Task objective
Determine the number of lines in these entries that hold the word "SessionReady". Give the number and nothing more.
---- Data for this exercise
//! Session Orchestration
//!
//! `Session` pairs a [`SessionState`] with a conversation driver and runs the
//! state machine's transitions around each remote call. Callers must not run
//! two operations on the same session at once; the registry guarantees this
//! with a per-session mutex.

use crate::conversation::Turn;
use crate::error::SessionError;
use crate::llm_client::ConversationDriver;
use crate::mode::{Mode, ModeClassifier};
use crate::state::{START_GUIDANCE, SessionState};
use std::sync::Arc;
use tracing::{info, warn};

/// Result of submitting an utterance.
#[derive(Debug, Clone, PartialEq, Eq)]
pub enum TurnOutcome {
    /// The assistant replied. `text` already carries the mode tag when
    /// `mode_changed` is set.
    Reply {
        text: String,
        mode: Mode,
        mode_changed: bool,
    },
    /// No session has been started yet; nothing was recorded.
    NotActive { guidance: &'static str },
}

impl TurnOutcome {
    /// The text to deliver to the user.
    pub fn text(&self) -> &str {
        match self {
            TurnOutcome::Reply { text, .. } => text,
            TurnOutcome::NotActive { guidance } => guidance,
        }
    }

    pub fn mode(&self) -> Option<Mode> {
        match self {
            TurnOutcome::Reply { mode, .. } => Some(*mode),
            TurnOutcome::NotActive { .. } => None,
        }
    }
}

/// A single conversation and the driver that generates its replies.
pub struct Session {
    state: SessionState,
    classifier: ModeClassifier,
    driver: Arc<dyn ConversationDriver>,
}

impl Session {
    pub fn new(driver: Arc<dyn ConversationDriver>) -> Self {
        Self::with_classifier(driver, ModeClassifier::default())
    }

    pub fn with_classifier(driver: Arc<dyn ConversationDriver>, classifier: ModeClassifier) -> Self {
        Self {
            state: SessionState::Inactive,
            classifier,
            driver,
        }
    }

    pub fn state(&self) -> &SessionState {
        &self.state
    }

    pub fn is_active(&self) -> bool {
        self.state.is_active()
    }

    pub fn mode(&self) -> Option<Mode> {
        self.state.active().map(|s| s.mode())
    }

    pub fn history(&self) -> &[Turn] {
        self.state.active().map(|s| s.history()).unwrap_or(&[])
    }

    /// Starts a fresh conversation and returns the assistant's opening line.
    ///
    /// If the opening reply cannot be generated the session is still active,
    /// with an empty history, and the error is returned.
    pub async fn start(&mut self, title: &str, description: &str) -> Result<String, SessionError> {
        let active = self.state.start(title, description)?;
        let request = active.opening_request();
        let reply = self
            .driver
            .generate(request.messages, request.max_tokens)
            .await
            .map_err(|e| {
                warn!(error = ?e, "Opening reply unavailable");
                SessionError::Generation(e)
            })?;
        Ok(active.complete_opening(reply))
    }

    /// Processes one user utterance.
    ///
    /// On a driver failure the user turn stays in history, no assistant turn
    /// is added, and a later submit replaces that turn instead of repeating it.
    pub async fn submit(&mut self, utterance: &str) -> Result<TurnOutcome, SessionError> {
        let Some(active) = self.state.active_mut() else {
            info!("Utterance received before session start");
            return Ok(TurnOutcome::NotActive {
                guidance: START_GUIDANCE,
            });
        };

        let pending = active.accept_utterance(&self.classifier, utterance)?;
        let request = pending.request.clone();

        let reply = match self.driver.generate(request.messages, request.max_tokens).await {
            Ok(reply) => reply,
            Err(e) => {
                warn!(error = ?e, "Reply unavailable; user turn kept for retry");
                return Err(SessionError::Generation(e));
            }
        };

        let (mode, mode_changed) = (pending.mode, pending.mode_changed);
        let text = active.complete(pending, reply);
        Ok(TurnOutcome::Reply {
            text,
            mode,
            mode_changed,
        })
    }
}
//! Axum Handlers for the REST API
//!
//! Read-only inspection of the live sessions held in memory.
//! It uses `utoipa` doc comments to generate OpenAPI documentation.

use axum::{
    extract::{Path, State},
    http::StatusCode,
    response::{IntoResponse, Json, Response},
};
use std::sync::Arc;
use tracing::warn;
use uuid::Uuid;

use crate::{
    models::{ErrorResponse, SessionList, SessionSnapshot},
    state::AppState,
};

pub enum ApiError {
    NotFound(String),
    /// The session is mid-turn and holds its lock.
    Busy(String),
}

impl IntoResponse for ApiError {
    fn into_response(self) -> Response {
        match self {
            ApiError::NotFound(message) => {
                warn!("{}", message);
                (StatusCode::NOT_FOUND, Json(ErrorResponse { message })).into_response()
            }
            ApiError::Busy(message) => {
                warn!("{}", message);
                (StatusCode::CONFLICT, Json(ErrorResponse { message })).into_response()
            }
        }
    }
}

/// List the ids of all live sessions.
#[utoipa::path(
    get,
    path = "/sessions",
    responses(
        (status = 200, description = "Live session ids", body = SessionList)
    )
)]
pub async fn list_sessions(State(state): State<Arc<AppState>>) -> Json<SessionList> {
    let session_ids = state.registry.ids().await;
    Json(SessionList { session_ids })
}

/// Get a snapshot of a live session.
///
/// Never waits on a turn in flight: a session that is generating a reply
/// answers 409 and can be polled again.
#[utoipa::path(
    get,
    path = "/sessions/{id}",
    responses(
        (status = 200, description = "Session snapshot", body = SessionSnapshot),
        (status = 404, description = "Session not found", body = ErrorResponse),
        (status = 409, description = "Session is generating a reply", body = ErrorResponse)
    ),
    params(
        ("id" = Uuid, Path, description = "Session ID")
    )
)]
pub async fn get_session(
    State(state): State<Arc<AppState>>,
    Path(id): Path<Uuid>,
) -> Result<impl IntoResponse, ApiError> {
    let handle = state
        .registry
        .get(id)
        .await
        .ok_or_else(|| ApiError::NotFound(format!("Session with id '{}' not found", id)))?;

    let session = handle
        .try_lock()
        .map_err(|_| ApiError::Busy(format!("Session with id '{}' is busy", id)))?;
    let snapshot = SessionSnapshot::capture(id, &session);
    Ok((StatusCode::OK, Json(snapshot)))
}
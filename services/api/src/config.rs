use std::net::SocketAddr;
use std::time::Duration;
use tracing::Level;

/// A custom error type for configuration loading failures.
#[derive(Debug, thiserror::Error)]
pub enum ConfigError {
    #[error("Missing environment variable: {0}")]
    MissingVar(String),
    #[error("Invalid value for environment variable {0}: {1}")]
    InvalidValue(String, String),
}

/// Defines the supported OpenAI-compatible backends for reply generation.
#[derive(Clone, Debug, PartialEq, Eq)]
pub enum Provider {
    Groq,
    OpenAI,
}

impl Provider {
    /// Base URL of the provider's OpenAI-compatible API.
    pub fn api_base(&self) -> &'static str {
        match self {
            Provider::Groq => "https://api.groq.com/openai/v1",
            Provider::OpenAI => "https://api.openai.com/v1",
        }
    }
}

/// Holds all configuration loaded from the environment at startup.
#[derive(Clone, Debug)]
pub struct Config {
    pub bind_address: SocketAddr,
    pub provider: Provider,
    pub groq_api_key: Option<String>,
    pub openai_api_key: Option<String>,
    pub chat_model: String,
    pub generation_timeout: Duration,
    pub log_level: Level,
}

impl Config {
    /// Loads configuration from environment variables.
    pub fn from_env() -> Result<Self, ConfigError> {
        // Only load from .env in non-test mode to avoid contamination
        if !cfg!(test) {
            dotenvy::dotenv().ok();
        }

        let bind_address_str =
            std::env::var("BIND_ADDRESS").unwrap_or_else(|_| "0.0.0.0:8080".to_string());
        let bind_address = bind_address_str
            .parse::<SocketAddr>()
            .map_err(|e| ConfigError::InvalidValue("BIND_ADDRESS".to_string(), e.to_string()))?;

        let provider_str = std::env::var("LLM_PROVIDER").unwrap_or_else(|_| "groq".to_string());
        let provider = match provider_str.to_lowercase().as_str() {
            "groq" => Provider::Groq,
            "openai" => Provider::OpenAI,
            other => {
                return Err(ConfigError::InvalidValue(
                    "LLM_PROVIDER".to_string(),
                    format!("'{}' is not one of 'groq', 'openai'", other),
                ));
            }
        };

        let groq_api_key = std::env::var("GROQ_API_KEY").ok();
        let openai_api_key = std::env::var("OPENAI_API_KEY").ok();

        let chat_model =
            std::env::var("CHAT_MODEL").unwrap_or_else(|_| "llama-3.1-8b-instant".to_string());

        let timeout_str =
            std::env::var("GENERATION_TIMEOUT_SECS").unwrap_or_else(|_| "30".to_string());
        let generation_timeout = match timeout_str.parse::<u64>() {
            Ok(secs) if secs > 0 => Duration::from_secs(secs),
            _ => {
                return Err(ConfigError::InvalidValue(
                    "GENERATION_TIMEOUT_SECS".to_string(),
                    format!("'{}' is not a positive number of seconds", timeout_str),
                ));
            }
        };

        let log_level_str = std::env::var("RUST_LOG").unwrap_or_else(|_| "INFO".to_string());
        let log_level = log_level_str.parse::<Level>().map_err(|_| {
            ConfigError::InvalidValue(
                "RUST_LOG".to_string(),
                format!("'{}' is not a valid log level", log_level_str),
            )
        })?;

        match provider {
            Provider::Groq => {
                if groq_api_key.is_none() {
                    return Err(ConfigError::MissingVar(
                        "GROQ_API_KEY must be set for 'groq' provider".to_string(),
                    ));
                }
            }
            Provider::OpenAI => {
                if openai_api_key.is_none() {
                    return Err(ConfigError::MissingVar(
                        "OPENAI_API_KEY must be set for 'openai' provider".to_string(),
                    ));
                }
            }
        }

        Ok(Self {
            bind_address,
            provider,
            groq_api_key,
            openai_api_key,
            chat_model,
            generation_timeout,
            log_level,
        })
    }

    /// The API key for the selected provider.
    pub fn api_key(&self) -> Option<&str> {
        match self.provider {
            Provider::Groq => self.groq_api_key.as_deref(),
            Provider::OpenAI => self.openai_api_key.as_deref(),
        }
    }
}
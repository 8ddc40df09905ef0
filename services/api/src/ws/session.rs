//! Manages the WebSocket connection lifecycle for a conversation session.

use super::{protocol::ServerMessage, turn::handle_text_frame};
use crate::state::AppState;
use anyhow::Result;
use axum::{
    extract::{
        State,
        ws::{Message, WebSocket, WebSocketUpgrade},
    },
    response::Response,
};
use banter_core::{SessionHandle, SessionId};
use futures_util::{
    SinkExt, StreamExt,
    stream::{SplitSink, SplitStream},
};
use std::sync::Arc;
use tracing::{error, info, instrument, warn};

/// Axum handler to upgrade an HTTP connection to a WebSocket.
pub async fn ws_handler(ws: WebSocketUpgrade, State(state): State<Arc<AppState>>) -> Response {
    ws.on_upgrade(|socket| handle_socket(socket, state))
}

/// Main handler for an individual WebSocket connection.
///
/// Each connection owns one registry session for its lifetime. The session is
/// announced to the client, driven by the inbound frames, and removed from the
/// registry when the connection ends.
#[instrument(name = "ws_session", skip_all, fields(session_id, conn_id))]
async fn handle_socket(socket: WebSocket, state: Arc<AppState>) {
    let conn_id: u32 = rand::random();
    tracing::Span::current().record("conn_id", conn_id);

    let (session_id, session) = state.registry.create().await;
    tracing::Span::current().record("session_id", &session_id.to_string());
    info!("New WebSocket connection.");

    let (mut socket_tx, socket_rx) = socket.split();

    if send_msg(&mut socket_tx, ServerMessage::SessionReady { session_id })
        .await
        .is_err()
    {
        error!("Failed to send SessionReady message to client.");
    } else if let Err(e) = run_session_loop(&mut socket_tx, socket_rx, session_id, &session).await {
        error!(error = ?e, "Session loop terminated with error.");
    }

    state.registry.remove(session_id).await;
    info!("WebSocket connection closed and session released.");
}

/// The receive loop for an established connection.
///
/// Frames are handled one at a time, so a session never sees two turns in
/// flight.
async fn run_session_loop(
    socket_tx: &mut SplitSink<WebSocket, Message>,
    mut socket_rx: SplitStream<WebSocket>,
    session_id: SessionId,
    session: &SessionHandle,
) -> Result<()> {
    while let Some(msg_result) = socket_rx.next().await {
        match msg_result {
            Ok(Message::Text(text)) => {
                let reply = handle_text_frame(session, text.as_str()).await;
                send_msg(socket_tx, reply).await?;
            }
            Ok(Message::Binary(_)) => {
                warn!(%session_id, "Ignoring binary frame; audio is transcribed client-side.");
                send_msg(
                    socket_tx,
                    ServerMessage::Error {
                        message: "binary frames are not supported".to_string(),
                        retryable: false,
                    },
                )
                .await?;
            }
            Ok(Message::Close(_)) => {
                info!("Client sent close frame. Shutting down session.");
                break;
            }
            Ok(Message::Ping(_)) | Ok(Message::Pong(_)) => {}
            Err(e) => {
                error!("Error receiving from client WebSocket: {:?}", e);
                break;
            }
        }
    }
    Ok(())
}

/// A helper function to serialize and send a `ServerMessage` to the client.
pub(crate) async fn send_msg(
    socket_tx: &mut SplitSink<WebSocket, Message>,
    msg: ServerMessage,
) -> Result<()> {
    let serialized = serde_json::to_string(&msg)?;
    socket_tx.send(Message::Text(serialized.into())).await?;
    Ok(())
}
//! Main Entrypoint for the Banter API Service
//!
//! This binary is responsible for:
//! 1. Loading configuration from the environment.
//! 2. Initializing logging.
//! 3. Building the conversation driver and the session registry.
//! 4. Constructing the Axum router and applying middleware.
//! 5. Starting the web server and handling graceful shutdown.

use anyhow::Context;
use async_openai::config::OpenAIConfig;
use banter_api::{config::Config, router::create_router, state::AppState};
use banter_core::{
    SessionRegistry,
    llm_client::{OpenAICompatibleClient, TimeoutDriver},
};
use std::{net::SocketAddr, sync::Arc};
use tower_http::cors::{Any, CorsLayer};
use tracing::info;

/// Listens for the `Ctrl+C` signal to gracefully shut down the server.
async fn shutdown_signal() {
    if let Err(e) = tokio::signal::ctrl_c().await {
        tracing::error!(error = %e, "Failed to install Ctrl+C handler");
        std::future::pending::<()>().await;
    }
    info!("Received shutdown signal. Shutting down gracefully...");
}

#[tokio::main]
async fn main() -> anyhow::Result<()> {
    // --- 1. Load Configuration ---
    let config = Config::from_env().context("Failed to load configuration")?;

    // --- 2. Initialize Logging ---
    tracing_subscriber::fmt()
        .with_max_level(config.log_level)
        .with_timer(tracing_subscriber::fmt::time::ChronoLocal::rfc_3339())
        .init();
    info!("Configuration loaded. Initializing application state...");

    // --- 3. Initialize Shared Services ---
    let api_key = config
        .api_key()
        .context("No API key configured for the selected provider")?;
    let openai_config = OpenAIConfig::new()
        .with_api_key(api_key)
        .with_api_base(config.provider.api_base());
    let driver = TimeoutDriver::new(
        OpenAICompatibleClient::new(openai_config, config.chat_model.clone()),
        config.generation_timeout,
    );
    let app_state = Arc::new(AppState::new(SessionRegistry::new(Arc::new(driver))));

    // --- 4. Create Router and Apply Middleware ---
    let cors = CorsLayer::new()
        .allow_origin(Any)
        .allow_methods(Any)
        .allow_headers(Any);

    let app = create_router(app_state).layer(cors);

    // --- 5. Start Server ---
    info!(
        provider = ?config.provider,
        model = %config.chat_model,
        timeout = ?config.generation_timeout,
        bind_address = %config.bind_address,
        "Service configured. Starting server..."
    );
    let listener = tokio::net::TcpListener::bind(config.bind_address).await?;

    axum::serve(
        listener,
        app.into_make_service_with_connect_info::<SocketAddr>(),
    )
    .with_graceful_shutdown(shutdown_signal())
    .await?;

    info!("Server has shut down.");
    Ok(())
}
//! Commit-reveal bid store.
//!
//! Holds one sealed bid per `(listing, bidder)`. A commit locks the
//! bidder's deposit through the [`DepositLedger`]. A reveal opens the
//! commitment and stamps it with a global reveal sequence, which is the
//! tie-break key at resolution. Bids that end up `Rejected` keep their
//! deposit locked until the bidder withdraws it.
//!
//! Every operation validates completely before it mutates, so a failed
//! call leaves both the store and the ledger untouched.

use std::collections::HashMap;

use chrono::{DateTime, Utc};
use leadbid_ledger::DepositLedger;
use leadbid_types::{
    AccountId, Bid, BidOrigin, BidStatus, Commitment, DepositState, LeadbidError, Listing,
    ListingId, Result, Salt, constants,
};
use rust_decimal::Decimal;

use crate::preference_filter::PreferenceFilter;

/// In-memory store of sealed and revealed bids.
pub struct BidStore {
    bids: HashMap<(ListingId, AccountId), Bid>,
    /// Bidders per listing, in commit order.
    order: HashMap<ListingId, Vec<AccountId>>,
    /// Next reveal sequence number, global across listings.
    next_reveal_seq: u64,
}

impl BidStore {
    #[must_use]
    pub fn new() -> Self {
        Self {
            bids: HashMap::new(),
            order: HashMap::new(),
            next_reveal_seq: 0,
        }
    }

    /// Accept a sealed bid and lock its deposit.
    ///
    /// Returns the deposit that was locked.
    ///
    /// # Errors
    /// - `WindowClosed` outside the bidding window
    /// - `DuplicateCommit` if the bidder already committed on this listing
    /// - `NotEligible` if the bidder is the seller
    /// - `PreferenceRejected` from the filter (no deposit is locked)
    /// - `InsufficientBalance` if the bidder cannot cover the deposit
    #[allow(clippy::too_many_arguments)]
    pub fn commit_bid(
        &mut self,
        ledger: &mut DepositLedger,
        filter: &PreferenceFilter,
        listing: &Listing,
        bidder: AccountId,
        commitment: Commitment,
        origin: BidOrigin,
        deposit_bps: u32,
        now: DateTime<Utc>,
    ) -> Result<Decimal> {
        if !listing.accepts_commits_at(now) {
            return Err(LeadbidError::WindowClosed {
                listing_id: listing.id,
                operation: "commit_bid",
                state: listing.phase_at(now),
            });
        }
        let key = (listing.id, bidder);
        if self.bids.contains_key(&key) {
            return Err(LeadbidError::DuplicateCommit {
                listing_id: listing.id,
                bidder,
            });
        }
        if bidder == listing.seller {
            return Err(LeadbidError::NotEligible {
                reason: "seller cannot bid on their own listing".into(),
            });
        }
        filter.check(listing, bidder, origin)?;

        let deposit = listing.required_deposit(deposit_bps)?;
        ledger.lock_deposit(listing.id, bidder, deposit)?;

        let bid = Bid::committed(listing.id, bidder, commitment, origin, deposit, now);
        tracing::info!(
            listing = %listing.id,
            bidder = %bidder,
            commitment = %commitment,
            %deposit,
            "Bid committed"
        );
        self.bids.insert(key, bid);
        self.order.entry(listing.id).or_default().push(bidder);
        Ok(deposit)
    }

    /// Open a commitment.
    ///
    /// A reveal below the reserve price is accepted but the bid is marked
    /// `Rejected` straight away; its deposit stays withdrawable.
    ///
    /// # Errors
    /// - `WindowClosed` outside the reveal window
    /// - `BidNotFound` if the bidder never committed
    /// - `AlreadyRevealed` if the commitment was already opened
    /// - `InvalidReveal` if `(amount, salt)` does not hash to the commitment
    /// - `InvalidBidAmount` if the committed amount is not positive or is
    ///   above [`constants::MAX_AMOUNT`]
    pub fn reveal_bid(
        &mut self,
        listing: &Listing,
        bidder: AccountId,
        amount: Decimal,
        salt: &Salt,
        now: DateTime<Utc>,
    ) -> Result<&Bid> {
        if !listing.accepts_reveals_at(now) {
            return Err(LeadbidError::WindowClosed {
                listing_id: listing.id,
                operation: "reveal_bid",
                state: listing.phase_at(now),
            });
        }
        let bid = self
            .bids
            .get_mut(&(listing.id, bidder))
            .ok_or(LeadbidError::BidNotFound {
                listing_id: listing.id,
                bidder,
            })?;
        if bid.status != BidStatus::Committed {
            return Err(LeadbidError::AlreadyRevealed {
                listing_id: listing.id,
                bidder,
            });
        }
        if !bid.commitment.verify(listing.id, bidder, amount, salt) {
            tracing::warn!(listing = %listing.id, bidder = %bidder, "Reveal does not match commitment");
            return Err(LeadbidError::InvalidReveal {
                listing_id: listing.id,
                bidder,
            });
        }
        if amount <= Decimal::ZERO || amount > constants::MAX_AMOUNT {
            return Err(LeadbidError::InvalidBidAmount { amount });
        }

        bid.transition(BidStatus::Revealed)?;
        bid.revealed_amount = Some(amount);
        bid.revealed_at = Some(now);
        bid.reveal_sequence = Some(self.next_reveal_seq);
        self.next_reveal_seq += 1;

        if amount < listing.reserve_price {
            bid.transition(BidStatus::Rejected)?;
            tracing::info!(
                listing = %listing.id,
                bidder = %bidder,
                %amount,
                reserve = %listing.reserve_price,
                "Bid revealed below reserve"
            );
        } else {
            tracing::info!(listing = %listing.id, bidder = %bidder, %amount, "Bid revealed");
        }
        Ok(bid)
    }

    /// Return a losing bid's deposit to the bidder.
    ///
    /// Returns the amount released.
    ///
    /// # Errors
    /// - `NotEligible` if the listing is still open or the bid is not a
    ///   withdrawable loser
    /// - `BidNotFound` if the bidder never committed
    pub fn withdraw_bid(
        &mut self,
        ledger: &mut DepositLedger,
        listing: &Listing,
        bidder: AccountId,
    ) -> Result<Decimal> {
        if !listing.state.is_terminal() {
            return Err(LeadbidError::NotEligible {
                reason: format!("listing {} is still {}", listing.id, listing.state),
            });
        }
        let bid = self
            .bids
            .get_mut(&(listing.id, bidder))
            .ok_or(LeadbidError::BidNotFound {
                listing_id: listing.id,
                bidder,
            })?;
        if !bid.is_withdrawable() {
            return Err(LeadbidError::NotEligible {
                reason: format!(
                    "bid is {} with deposit {:?}",
                    bid.status, bid.deposit_state
                ),
            });
        }
        let amount = ledger.release_deposit(listing.id, bidder)?;
        bid.deposit_state = DepositState::Returned;
        tracing::info!(listing = %listing.id, bidder = %bidder, %amount, "Deposit withdrawn");
        Ok(amount)
    }

    /// Finalize every bid on a listing: the winner (if any) becomes
    /// `Accepted`, every other non-rejected bid becomes `Rejected`.
    ///
    /// Returns the bidders that were newly rejected.
    ///
    /// # Errors
    /// Returns `BidNotFound` if `winner` has no bid, or `NotEligible` if the
    /// winner's bid was never revealed. Nothing changes on error.
    pub fn settle(&mut self, listing_id: ListingId, winner: Option<AccountId>) -> Result<Vec<AccountId>> {
        if let Some(winner) = winner {
            let bid = self.get(listing_id, winner).ok_or(LeadbidError::BidNotFound {
                listing_id,
                bidder: winner,
            })?;
            if !bid.status.can_transition_to(BidStatus::Accepted) {
                return Err(LeadbidError::NotEligible {
                    reason: format!("winning bid by {winner} is {}", bid.status),
                });
            }
        }

        let mut rejected = Vec::new();
        for bidder in self.order.get(&listing_id).cloned().unwrap_or_default() {
            let Some(bid) = self.bids.get_mut(&(listing_id, bidder)) else {
                continue;
            };
            if Some(bidder) == winner {
                bid.transition(BidStatus::Accepted)?;
            } else if bid.status.can_transition_to(BidStatus::Rejected) {
                bid.transition(BidStatus::Rejected)?;
                rejected.push(bidder);
            }
        }
        tracing::debug!(listing = %listing_id, rejected = rejected.len(), "Bids settled");
        Ok(rejected)
    }

    /// Record that a bid's deposit was converted into escrow funding.
    ///
    /// # Errors
    /// Returns `BidNotFound`, or `DepositNotLocked` if the deposit already
    /// left the lock.
    pub fn mark_deposit_applied(&mut self, listing_id: ListingId, bidder: AccountId) -> Result<()> {
        let bid = self
            .bids
            .get_mut(&(listing_id, bidder))
            .ok_or(LeadbidError::BidNotFound { listing_id, bidder })?;
        if bid.deposit_state != DepositState::Locked {
            return Err(LeadbidError::DepositNotLocked { listing_id, bidder });
        }
        bid.deposit_state = DepositState::Applied;
        Ok(())
    }

    #[must_use]
    pub fn get(&self, listing_id: ListingId, bidder: AccountId) -> Option<&Bid> {
        self.bids.get(&(listing_id, bidder))
    }

    /// All bids on a listing, in commit order.
    #[must_use]
    pub fn bids_for(&self, listing_id: ListingId) -> Vec<&Bid> {
        self.order
            .get(&listing_id)
            .map(|bidders| {
                bidders
                    .iter()
                    .filter_map(|bidder| self.bids.get(&(listing_id, *bidder)))
                    .collect()
            })
            .unwrap_or_default()
    }

    /// Sum of deposits on a listing still held in the ledger lock.
    #[must_use]
    pub fn locked_deposits(&self, listing_id: ListingId) -> Decimal {
        self.bids_for(listing_id)
            .into_iter()
            .filter(|bid| bid.deposit_state == DepositState::Locked)
            .map(|bid| bid.deposit)
            .sum()
    }

    #[must_use]
    pub fn len(&self) -> usize {
        self.bids.len()
    }

    #[must_use]
    pub fn is_empty(&self) -> bool {
        self.bids.is_empty()
    }
}

impl Default for BidStore {
    fn default() -> Self {
        Self::new()
    }
}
--------
Reply to the exercise
2